*The task*. State the number of lines below in which the word "lang" appears. Nothing else belongs in the answer.

----

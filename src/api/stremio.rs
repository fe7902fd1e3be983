// Stremio addon protocol: manifest, subtitle listing and downloads

use axum::{
    extract::{Path, State},
    http::{header, HeaderMap, HeaderValue, StatusCode},
    response::{IntoResponse, Response},
    routing::get,
    Json, Router,
};
use serde_json::{json, Value};
use std::sync::Arc;

use super::request_host;
use crate::services::activity::{parse_extra_params, record_activity};
use crate::services::context::DownloadContext;
use crate::services::convert::{is_vtt, placeholder_vtt};
use crate::services::{auth, delivery};
use crate::AppState;

const ADDON_ID: &str = "com.community.stremio-subtitles";
const ADDON_NAME: &str = "Stremio Community Subtitles";
const ADDON_DESCRIPTION: &str =
    "Community-driven subtitle addon for Stremio with user accounts and uploading.";

pub fn routes() -> Router<Arc<AppState>> {
    Router::new()
        .route("/manifest.json", get(generic_manifest))
        .route("/:token/manifest.json", get(user_manifest))
        .route("/:token/subtitles/:content_type/:content_id", get(list_subtitles))
        .route(
            "/:token/subtitles/:content_type/:content_id/:extra",
            get(list_subtitles_with_extra),
        )
        .route("/:token/download/:identifier", get(download))
}

fn manifest(base_url: &str, configuration_required: bool) -> Value {
    let mut behavior_hints = json!({ "configurable": true });
    if configuration_required {
        behavior_hints["configurationRequired"] = json!(true);
    }

    json!({
        "id": ADDON_ID,
        "version": env!("CARGO_PKG_VERSION"),
        "name": ADDON_NAME,
        "description": ADDON_DESCRIPTION,
        "logo": format!("{}/static/logo.png", base_url),
        "types": ["movie", "series"],
        "catalogs": [],
        "resources": ["subtitles"],
        "idPrefixes": ["tt", "kitsu"],
        "behaviorHints": behavior_hints,
    })
}

async fn generic_manifest(State(state): State<Arc<AppState>>, headers: HeaderMap) -> Response {
    let base = state.config.base_url(request_host(&headers));
    with_cors(Json(manifest(&base, true)).into_response())
}

async fn user_manifest(
    State(state): State<Arc<AppState>>,
    Path(token): Path<String>,
    headers: HeaderMap,
) -> Response {
    match auth::user_by_manifest_token(&state.db, &token).await {
        Ok(Some(_)) => {}
        Ok(None) => tracing::warn!("Manifest requested with unknown token {}", token),
        Err(e) => tracing::error!("Failed to look up manifest token: {}", e),
    }
    let base = state.config.base_url(request_host(&headers));
    with_cors(Json(manifest(&base, false)).into_response())
}

async fn list_subtitles(
    State(state): State<Arc<AppState>>,
    Path((token, content_type, content_id)): Path<(String, String, String)>,
    headers: HeaderMap,
) -> Response {
    subtitles_response(&state, &headers, &token, &content_type, &content_id, None).await
}

async fn list_subtitles_with_extra(
    State(state): State<Arc<AppState>>,
    Path((token, content_type, content_id, extra)): Path<(String, String, String, String)>,
    headers: HeaderMap,
) -> Response {
    subtitles_response(&state, &headers, &token, &content_type, &content_id, Some(&extra)).await
}

fn empty_subtitles() -> Response {
    with_cors(Json(json!({ "subtitles": [] })).into_response())
}

async fn subtitles_response(
    state: &AppState,
    headers: &HeaderMap,
    token: &str,
    content_type: &str,
    raw_content_id: &str,
    raw_extra: Option<&str>,
) -> Response {
    let user = match auth::user_by_manifest_token(&state.db, token).await {
        Ok(Some(user)) => user,
        Ok(None) => {
            tracing::warn!("Subtitle request with unknown token");
            return empty_subtitles();
        }
        Err(e) => {
            tracing::error!("Failed to look up manifest token: {}", e);
            return empty_subtitles();
        }
    };

    // Path segments arrive percent-decoded. Without an extra segment the id
    // carries the .json suffix.
    let content_id = raw_content_id
        .strip_suffix(".json")
        .unwrap_or(raw_content_id)
        .to_string();

    if !is_valid_content_id(&content_id) {
        tracing::warn!("Rejecting content id {:?} from {}", content_id, user.username);
        return empty_subtitles();
    }
    if content_id.starts_with("mal:") {
        tracing::debug!("Ignoring MAL content id {}", content_id);
        return empty_subtitles();
    }

    let extra = raw_extra
        .map(|e| parse_extra_params(e.strip_suffix(".json").unwrap_or(e)))
        .unwrap_or_default();

    tracing::info!(
        "Subtitle request from {} for {} {} (hash {:?}, size {:?})",
        user.username,
        content_type,
        content_id,
        extra.video_hash,
        extra.video_size
    );

    if let Err(e) = record_activity(
        &state.db,
        &user.id,
        &content_id,
        content_type,
        &extra,
        state.config.max_user_activities,
    )
    .await
    {
        tracing::error!("Failed to record activity for {}: {}", user.username, e);
    }

    let lang = user.preferred_language.clone();
    let context = DownloadContext {
        content_type: Some(content_type.to_string()),
        content_id,
        lang: Some(lang.clone()),
        v_hash: extra.video_hash,
        v_size: extra.video_size,
        v_fname: extra.filename,
    };
    let identifier = match context.encode() {
        Ok(identifier) => identifier,
        Err(e) => {
            tracing::error!("Failed to encode download context: {}", e);
            return empty_subtitles();
        }
    };

    let base = state.config.base_url(request_host(headers));
    with_cors(
        Json(json!({
            "subtitles": [{
                "id": format!("comm_{}", identifier),
                "url": format!("{}/{}/download/{}.vtt", base, token, identifier),
                "lang": lang,
            }]
        }))
        .into_response(),
    )
}

/// No path separators or parent references
fn is_valid_content_id(content_id: &str) -> bool {
    !content_id.is_empty()
        && !content_id.contains(['/', '\\'])
        && !content_id.contains("..")
}

async fn download(
    State(state): State<Arc<AppState>>,
    Path((token, identifier)): Path<(String, String)>,
) -> Response {
    let user = match auth::user_by_manifest_token(&state.db, &token).await {
        Ok(Some(user)) => user,
        Ok(None) => {
            tracing::warn!("Download with unknown token");
            return vtt_response(StatusCode::FORBIDDEN, placeholder_vtt(delivery::INVALID_TOKEN));
        }
        Err(e) => {
            tracing::error!("Failed to look up manifest token: {}", e);
            return vtt_response(StatusCode::FORBIDDEN, placeholder_vtt(delivery::INVALID_TOKEN));
        }
    };

    let identifier = identifier.strip_suffix(".vtt").unwrap_or(&identifier);
    let context = match DownloadContext::decode(identifier) {
        Ok(context) => context,
        Err(e) => {
            tracing::warn!("Bad download identifier from {}: {}", user.username, e);
            return vtt_response(StatusCode::BAD_REQUEST, placeholder_vtt(delivery::INVALID_LINK));
        }
    };

    let body = delivery::subtitle_for_context(
        &state.db,
        &state.providers,
        &state.storage,
        &user,
        &context,
    )
    .await;
    vtt_response(StatusCode::OK, body)
}

fn vtt_response(status: StatusCode, body: String) -> Response {
    let content_type = if is_vtt(&body) {
        "text/vtt; charset=utf-8"
    } else {
        tracing::warn!("Serving a subtitle body without a WEBVTT header as text/plain");
        "text/plain; charset=utf-8"
    };
    let mut response = (status, [(header::CONTENT_TYPE, content_type)], body).into_response();
    response
        .headers_mut()
        .insert(header::CACHE_CONTROL, HeaderValue::from_static("no-store"));
    with_cors(response)
}

fn with_cors(mut response: Response) -> Response {
    let headers = response.headers_mut();
    headers.insert(header::ACCESS_CONTROL_ALLOW_ORIGIN, HeaderValue::from_static("*"));
    headers.insert(
        header::ACCESS_CONTROL_ALLOW_HEADERS,
        HeaderValue::from_static("*"),
    );
    response
}

#[cfg(test)]
mod tests {
    use super::*;
    use crate::api::test_support::{body_bytes, body_json, get, TestApp};
    use crate::providers::ProviderRegistry;
    use crate::services::activity::list_activities;

    #[tokio::test]
    async fn test_manifests() {
        let app = TestApp::new(ProviderRegistry::new()).await;

        let generic = body_json(app.send(get("/manifest.json", None)).await).await;
        assert_eq!(generic["id"], ADDON_ID);
        assert_eq!(generic["behaviorHints"]["configurationRequired"], true);
        assert_eq!(generic["idPrefixes"], json!(["tt", "kitsu"]));

        // Unknown tokens still get a manifest
        let response = app.send(get("/nope/manifest.json", None)).await;
        assert_eq!(response.status(), StatusCode::OK);
        let user_manifest = body_json(response).await;
        assert!(user_manifest["behaviorHints"].get("configurationRequired").is_none());
        assert_eq!(user_manifest["behaviorHints"]["configurable"], true);
    }

    #[tokio::test]
    async fn test_subtitle_listing_records_activity() {
        let app = TestApp::new(ProviderRegistry::new()).await;
        let (user, _) = app.user("viewer").await;
        let token = user.manifest_token.clone().unwrap();

        let uri = format!(
            "/{}/subtitles/series/tt0944947%3A1%3A2/videoHash=abc&videoSize=42&filename=Show.S01E02.mkv.json",
            token
        );
        let response = app.send(get(&uri, None)).await;
        assert_eq!(response.status(), StatusCode::OK);
        assert_eq!(response.headers()["access-control-allow-origin"], "*");
        let body = body_json(response).await;
        let entry = &body["subtitles"][0];
        assert_eq!(entry["lang"], "eng");
        let id = entry["id"].as_str().unwrap();
        let identifier = id.strip_prefix("comm_").unwrap();
        assert!(entry["url"]
            .as_str()
            .unwrap()
            .ends_with(&format!("/{}/download/{}.vtt", token, identifier)));

        let context = DownloadContext::decode(identifier).unwrap();
        assert_eq!(context.content_id, "tt0944947:1:2");
        assert_eq!(context.v_hash.as_deref(), Some("abc"));
        assert_eq!(context.v_size, Some(42));
        assert_eq!(context.v_fname.as_deref(), Some("Show.S01E02.mkv"));

        let activities = list_activities(&app.state.db, &user.id, 1, 10).await.unwrap();
        assert_eq!(activities.total, 1);
        assert_eq!(activities.items[0].video_hash.as_deref(), Some("abc"));
    }

    #[tokio::test]
    async fn test_listing_edge_cases() {
        let app = TestApp::new(ProviderRegistry::new()).await;
        let (user, _) = app.user("edge").await;
        let token = user.manifest_token.unwrap();

        let body = body_json(app.send(get("/bad/subtitles/movie/tt1.json", None)).await).await;
        assert_eq!(body, json!({"subtitles": []}));

        let uri = format!("/{}/subtitles/series/mal%3A5.json", token);
        let body = body_json(app.send(get(&uri, None)).await).await;
        assert_eq!(body, json!({"subtitles": []}));

        let uri = format!("/{}/subtitles/movie/tt1.json", token);
        let body = body_json(app.send(get(&uri, None)).await).await;
        assert_eq!(body["subtitles"].as_array().unwrap().len(), 1);
    }

    #[tokio::test]
    async fn test_listing_rejects_path_like_ids() {
        let app = TestApp::new(ProviderRegistry::new()).await;
        let (user, _) = app.user("sneaky").await;
        let token = user.manifest_token.clone().unwrap();

        for id in ["..%2F..%2Fescaped", "a%5Cb", "..", "..%252F"] {
            let uri = format!("/{}/subtitles/movie/{}/videoSize=1.json", token, id);
            let body = body_json(app.send(get(&uri, None)).await).await;
            assert_eq!(body, json!({"subtitles": []}), "{}", id);
        }
        let activities = list_activities(&app.state.db, &user.id, 1, 10).await.unwrap();
        assert_eq!(activities.total, 0);

        // Decoded once: a literal percent survives
        let uri = format!("/{}/subtitles/movie/tt1%2541.json", token);
        let body = body_json(app.send(get(&uri, None)).await).await;
        assert_eq!(body["subtitles"].as_array().unwrap().len(), 1);
        let activities = list_activities(&app.state.db, &user.id, 1, 10).await.unwrap();
        assert_eq!(activities.items[0].content_id, "tt1%41");
    }

    #[tokio::test]
    async fn test_download_placeholders() {
        let app = TestApp::new(ProviderRegistry::new()).await;
        let (user, _) = app.user("dl").await;
        let token = user.manifest_token.unwrap();

        let response = app.send(get("/bad/download/xyz.vtt", None)).await;
        assert_eq!(response.status(), StatusCode::FORBIDDEN);
        assert_eq!(response.headers()["content-type"], "text/vtt; charset=utf-8");
        let body = String::from_utf8(body_bytes(response).await).unwrap();
        assert!(body.contains(delivery::INVALID_TOKEN));

        let response = app.send(get(&format!("/{}/download/!!!.vtt", token), None)).await;
        assert_eq!(response.status(), StatusCode::BAD_REQUEST);

        let identifier = DownloadContext {
            content_type: Some("movie".into()),
            content_id: "tt1".into(),
            lang: Some("eng".into()),
            v_hash: None,
            v_size: None,
            v_fname: None,
        }
        .encode()
        .unwrap();
        let response = app
            .send(get(&format!("/{}/download/{}.vtt", token, identifier), None))
            .await;
        assert_eq!(response.status(), StatusCode::OK);
        let body = String::from_utf8(body_bytes(response).await).unwrap();
        assert!(body.starts_with("WEBVTT"));
        assert!(body.contains(delivery::NO_SUBS_FOUND));
    }
}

----

*Response below*. 5